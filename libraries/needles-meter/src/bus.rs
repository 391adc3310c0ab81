//! Event bus
//!
//! Typed publish/subscribe registry keyed by [`EventKind`]. Listeners may
//! subscribe or unsubscribe (themselves or others) while an event is being
//! dispatched: every dispatch pass works on a snapshot of the listener list
//! taken before the first listener runs.

use crate::events::{EventKind, MeasurementEvent};
use std::collections::HashMap;
use std::fmt;
use std::sync::atomic::{AtomicU64, Ordering};
use std::sync::{Arc, Mutex, MutexGuard, PoisonError};

/// Listener callback
pub type Listener = Arc<dyn Fn(&MeasurementEvent) + Send + Sync>;

/// Handle returned by [`EventBus::subscribe`], used to unsubscribe
#[derive(Debug, Clone, Copy, PartialEq, Eq, Hash, PartialOrd, Ord)]
pub struct ListenerId(u64);

type ListenerMap = HashMap<EventKind, Vec<(ListenerId, Listener)>>;

/// Shared listener registry
///
/// Cloning yields another handle to the same registry, which is how a
/// listener can unsubscribe from inside its own callback.
#[derive(Clone, Default)]
pub struct EventBus {
    listeners: Arc<Mutex<ListenerMap>>,
    next_id: Arc<AtomicU64>,
}

impl EventBus {
    pub fn new() -> Self {
        Self::default()
    }

    fn lock(&self) -> MutexGuard<'_, ListenerMap> {
        // A listener that panicked mid-mutation can't leave the map half-written
        self.listeners.lock().unwrap_or_else(PoisonError::into_inner)
    }

    /// Register `listener` for events of `kind`
    pub fn subscribe<F>(&self, kind: EventKind, listener: F) -> ListenerId
    where
        F: Fn(&MeasurementEvent) + Send + Sync + 'static,
    {
        let id = ListenerId(self.next_id.fetch_add(1, Ordering::Relaxed));
        self.lock()
            .entry(kind)
            .or_default()
            .push((id, Arc::new(listener)));
        id
    }

    /// Remove one listener, or every listener of `kind` when `id` is `None`
    ///
    /// Returns the number of listeners removed.
    pub fn unsubscribe(&self, kind: EventKind, id: Option<ListenerId>) -> usize {
        let mut listeners = self.lock();
        let Some(entries) = listeners.get_mut(&kind) else {
            return 0;
        };

        let before = entries.len();
        match id {
            Some(id) => entries.retain(|(existing, _)| *existing != id),
            None => entries.clear(),
        }
        before - entries.len()
    }

    /// Remove every listener of every kind
    pub fn unsubscribe_all(&self) {
        self.lock().clear();
    }

    /// Number of listeners registered for `kind`
    pub fn listener_count(&self, kind: EventKind) -> usize {
        self.lock().get(&kind).map_or(0, Vec::len)
    }

    /// Deliver `event` to the listeners of its kind
    ///
    /// Returns how many listeners were called.
    pub(crate) fn dispatch(&self, event: &MeasurementEvent) -> usize {
        let snapshot: Vec<Listener> = self
            .lock()
            .get(&event.kind())
            .map(|entries| entries.iter().map(|(_, l)| Arc::clone(l)).collect())
            .unwrap_or_default();

        for listener in &snapshot {
            listener(event);
        }
        snapshot.len()
    }
}

impl fmt::Debug for EventBus {
    fn fmt(&self, f: &mut fmt::Formatter<'_>) -> fmt::Result {
        let listeners = self.lock();
        let mut counts: Vec<(EventKind, usize)> =
            listeners.iter().map(|(k, v)| (*k, v.len())).collect();
        counts.sort();
        f.debug_struct("EventBus").field("listeners", &counts).finish()
    }
}

#[cfg(test)]
mod tests {
    use super::*;
    use crate::events::Mode;
    use std::sync::atomic::AtomicUsize;

    fn counter() -> (Arc<AtomicUsize>, impl Fn(&MeasurementEvent) + Send + Sync + 'static) {
        let count = Arc::new(AtomicUsize::new(0));
        let c = Arc::clone(&count);
        (count, move |_: &MeasurementEvent| {
            c.fetch_add(1, Ordering::SeqCst);
        })
    }

    #[test]
    fn dispatch_reaches_only_matching_kind() {
        let bus = EventBus::new();
        let (data_count, data_listener) = counter();
        let (stop_count, stop_listener) = counter();
        bus.subscribe(EventKind::DataAvailable, data_listener);
        bus.subscribe(EventKind::Stop, stop_listener);

        bus.dispatch(&MeasurementEvent::data(Mode::Momentary, -20.0));
        bus.dispatch(&MeasurementEvent::data(Mode::Momentary, -21.0));

        assert_eq!(data_count.load(Ordering::SeqCst), 2);
        assert_eq!(stop_count.load(Ordering::SeqCst), 0);
    }

    #[test]
    fn listeners_called_in_subscription_order() {
        let bus = EventBus::new();
        let order = Arc::new(Mutex::new(Vec::new()));
        for tag in 0..3 {
            let order = Arc::clone(&order);
            bus.subscribe(EventKind::Start, move |_| order.lock().unwrap().push(tag));
        }

        bus.dispatch(&MeasurementEvent::start());
        assert_eq!(*order.lock().unwrap(), vec![0, 1, 2]);
    }

    #[test]
    fn unsubscribe_single_listener() {
        let bus = EventBus::new();
        let (kept, kept_listener) = counter();
        let (removed, removed_listener) = counter();
        bus.subscribe(EventKind::Pause, kept_listener);
        let id = bus.subscribe(EventKind::Pause, removed_listener);

        assert_eq!(bus.unsubscribe(EventKind::Pause, Some(id)), 1);
        bus.dispatch(&MeasurementEvent::pause());

        assert_eq!(kept.load(Ordering::SeqCst), 1);
        assert_eq!(removed.load(Ordering::SeqCst), 0);
    }

    #[test]
    fn unsubscribe_whole_kind() {
        let bus = EventBus::new();
        let (count, listener) = counter();
        bus.subscribe(EventKind::Resume, listener);
        bus.subscribe(EventKind::Resume, |_| {});

        assert_eq!(bus.unsubscribe(EventKind::Resume, None), 2);
        assert_eq!(bus.dispatch(&MeasurementEvent::resume()), 0);
        assert_eq!(count.load(Ordering::SeqCst), 0);
    }

    #[test]
    fn unsubscribe_unknown_is_noop() {
        let bus = EventBus::new();
        assert_eq!(bus.unsubscribe(EventKind::Stop, None), 0);
        let id = bus.subscribe(EventKind::Start, |_| {});
        assert_eq!(bus.unsubscribe(EventKind::Stop, Some(id)), 0);
        assert_eq!(bus.listener_count(EventKind::Start), 1);
    }

    #[test]
    fn unsubscribe_all_clears_every_kind() {
        let bus = EventBus::new();
        for kind in EventKind::ALL {
            bus.subscribe(kind, |_| {});
        }
        bus.unsubscribe_all();
        for kind in EventKind::ALL {
            assert_eq!(bus.listener_count(kind), 0);
        }
    }

    #[test]
    fn unsubscribe_during_dispatch_uses_snapshot() {
        let bus = EventBus::new();
        let (second_count, second_listener) = counter();

        // First listener removes every listener of its kind, including the second
        let handle = bus.clone();
        bus.subscribe(EventKind::DataAvailable, move |_| {
            handle.unsubscribe(EventKind::DataAvailable, None);
        });
        bus.subscribe(EventKind::DataAvailable, second_listener);

        let called = bus.dispatch(&MeasurementEvent::data(Mode::Integrated, -23.0));
        assert_eq!(called, 2);
        assert_eq!(second_count.load(Ordering::SeqCst), 1);

        // Next pass sees the removal
        assert_eq!(bus.dispatch(&MeasurementEvent::data(Mode::Integrated, -23.0)), 0);
        assert_eq!(second_count.load(Ordering::SeqCst), 1);
    }

    #[test]
    fn subscribe_during_dispatch_takes_effect_next_pass() {
        let bus = EventBus::new();
        let handle = bus.clone();
        bus.subscribe(EventKind::Start, move |_| {
            handle.subscribe(EventKind::Start, |_| {});
        });

        assert_eq!(bus.dispatch(&MeasurementEvent::start()), 1);
        assert_eq!(bus.listener_count(EventKind::Start), 2);
    }
}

**Problem to solve:** In the data above, which lines include "Momentary"? Return those lines.

**Exercise output:**
        bus.dispatch(&MeasurementEvent::data(Mode::Momentary, -20.0));
        bus.dispatch(&MeasurementEvent::data(Mode::Momentary, -21.0));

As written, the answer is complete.